Copying exactly, give the lines in the material below from the one with "args.push(Box::new(limit as i64));" to the one with "member's transaction log.", ends included, and nothing besides.

_Input data_.
"""

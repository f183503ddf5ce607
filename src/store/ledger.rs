//! Member ledger rows and the append-only transaction log.

use chrono::{DateTime, Utc};
use rusqlite::{params, Connection, OptionalExtension, Row, ToSql};
use serde::Serialize;

use crate::error::LedgerResult;
use crate::money::round2;
use crate::wallet::Buckets;

fn buckets_from_row(row: &Row<'_>) -> rusqlite::Result<Buckets> {
    Ok(Buckets {
        combined_balance: row.get(0)?,
        primary_wallet: row.get(1)?,
        primary_earnings: row.get(2)?,
        referral_bounty: row.get(3)?,
    })
}

/// Read a member's buckets. Inside a `with_tx` transaction this is the locked
/// read the orchestrators rely on; on a bare connection it is a display read.
pub fn fetch_ledger(conn: &Connection, member_id: i64) -> LedgerResult<Option<Buckets>> {
    let buckets = conn
        .query_row(
            "SELECT combined_balance, primary_wallet, primary_earnings, referral_bounty
             FROM member_ledgers WHERE member_id = ?1",
            params![member_id],
            buckets_from_row,
        )
        .optional()?;
    Ok(buckets)
}

/// Read a member's buckets, creating a zeroed row on first touch.
pub fn lock_or_create_ledger(
    conn: &Connection,
    member_id: i64,
    now: DateTime<Utc>,
) -> LedgerResult<Buckets> {
    conn.execute(
        "INSERT OR IGNORE INTO member_ledgers (member_id, updated_at) VALUES (?1, ?2)",
        params![member_id, now],
    )?;
    Ok(fetch_ledger(conn, member_id)?.unwrap_or_default())
}

/// Persist all four bucket values.
pub fn save_ledger(
    conn: &Connection,
    member_id: i64,
    buckets: &Buckets,
    now: DateTime<Utc>,
) -> LedgerResult<()> {
    conn.execute(
        "INSERT INTO member_ledgers
             (member_id, combined_balance, primary_wallet, primary_earnings, referral_bounty, updated_at)
         VALUES (?1, ?2, ?3, ?4, ?5, ?6)
         ON CONFLICT(member_id) DO UPDATE SET
             combined_balance = excluded.combined_balance,
             primary_wallet   = excluded.primary_wallet,
             primary_earnings = excluded.primary_earnings,
             referral_bounty  = excluded.referral_bounty,
             updated_at       = excluded.updated_at",
        params![
            member_id,
            round2(buckets.combined_balance),
            round2(buckets.primary_wallet),
            round2(buckets.primary_earnings),
            round2(buckets.referral_bounty),
            now
        ],
    )?;
    Ok(())
}

/// A single transaction log row.
#[derive(Debug, Clone, Serialize)]
pub struct TxLogEntry {
    pub id: i64,
    pub member_id: i64,
    pub amount: f64,
    pub description: String,
    pub created_at: DateTime<Utc>,
}

/// Append to the transaction log. Rows are never updated or deleted.
pub fn append_tx_log(
    conn: &Connection,
    member_id: i64,
    amount: f64,
    description: &str,
    now: DateTime<Utc>,
) -> LedgerResult<i64> {
    conn.execute(
        "INSERT INTO transaction_log (member_id, amount, description, created_at)
         VALUES (?1, ?2, ?3, ?4)",
        params![member_id, round2(amount), description, now],
    )?;
    Ok(conn.last_insert_rowid())
}

/// Typed filter for transaction log queries. Every condition becomes a bound
/// parameter; nothing user-supplied is spliced into SQL text.
#[derive(Debug, Clone, Default)]
pub struct TxLogFilter {
    pub member_id: Option<i64>,
    pub since: Option<DateTime<Utc>>,
    pub until: Option<DateTime<Utc>>,
    pub limit: Option<usize>,
}

impl TxLogFilter {
    pub fn for_member(member_id: i64) -> Self {
        Self {
            member_id: Some(member_id),
            ..Default::default()
        }
    }
}

/// Newest first.
pub fn list_transactions(conn: &Connection, filter: &TxLogFilter) -> LedgerResult<Vec<TxLogEntry>> {
    let mut sql = String::from(
        "SELECT id, member_id, amount, description, created_at FROM transaction_log WHERE 1 = 1",
    );
    let mut args: Vec<Box<dyn ToSql>> = Vec::new();

    if let Some(member_id) = filter.member_id {
        args.push(Box::new(member_id));
        sql.push_str(&format!(" AND member_id = ?{}", args.len()));
    }
    if let Some(since) = filter.since {
        args.push(Box::new(since));
        sql.push_str(&format!(" AND created_at >= ?{}", args.len()));
    }
    if let Some(until) = filter.until {
        args.push(Box::new(until));
        sql.push_str(&format!(" AND created_at < ?{}", args.len()));
    }
    sql.push_str(" ORDER BY created_at DESC, id DESC");
    if let Some(limit) = filter.limit {
        args.push(Box::new(limit as i64));
        sql.push_str(&format!(" LIMIT ?{}", args.len()));
    }

    let mut stmt = conn.prepare(&sql)?;
    let rows = stmt.query_map(
        rusqlite::params_from_iter(args.iter().map(|a| a.as_ref())),
        |row| {
            Ok(TxLogEntry {
                id: row.get(0)?,
                member_id: row.get(1)?,
                amount: row.get(2)?,
                description: row.get(3)?,
                created_at: row.get(4)?,
            })
        },
    )?;

    let mut out = Vec::new();
    for row in rows {
        out.push(row?);
    }
    Ok(out)
}

/// Members that have a ledger row, ascending.
pub fn ledger_member_ids(conn: &Connection) -> LedgerResult<Vec<i64>> {
    let mut stmt = conn.prepare("SELECT member_id FROM member_ledgers ORDER BY member_id")?;
    let ids = stmt
        .query_map([], |row| row.get(0))?
        .collect::<Result<Vec<i64>, _>>()?;
    Ok(ids)
}

/// Signed sum of a member's transaction log.
pub fn sum_tx_log(conn: &Connection, member_id: i64) -> LedgerResult<f64> {
    let total: Option<f64> = conn.query_row(
        "SELECT SUM(amount) FROM transaction_log WHERE member_id = ?1",
        params![member_id],
        |row| row.get(0),
    )?;
    Ok(round2(total.unwrap_or(0.0)))
}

"""

_Response to the task_.
        args.push(Box::new(limit as i64));
        sql.push_str(&format!(" LIMIT ?{}", args.len()));
    }

    let mut stmt = conn.prepare(&sql)?;
    let rows = stmt.query_map(
        rusqlite::params_from_iter(args.iter().map(|a| a.as_ref())),
        |row| {
            Ok(TxLogEntry {
                id: row.get(0)?,
                member_id: row.get(1)?,
                amount: row.get(2)?,
                description: row.get(3)?,
                created_at: row.get(4)?,
            })
        },
    )?;

    let mut out = Vec::new();
    for row in rows {
        out.push(row?);
    }
    Ok(out)
}

/// Members that have a ledger row, ascending.
pub fn ledger_member_ids(conn: &Connection) -> LedgerResult<Vec<i64>> {
    let mut stmt = conn.prepare("SELECT member_id FROM member_ledgers ORDER BY member_id")?;
    let ids = stmt
        .query_map([], |row| row.get(0))?
        .collect::<Result<Vec<i64>, _>>()?;
    Ok(ids)
}

/// Signed sum of a member's transaction log.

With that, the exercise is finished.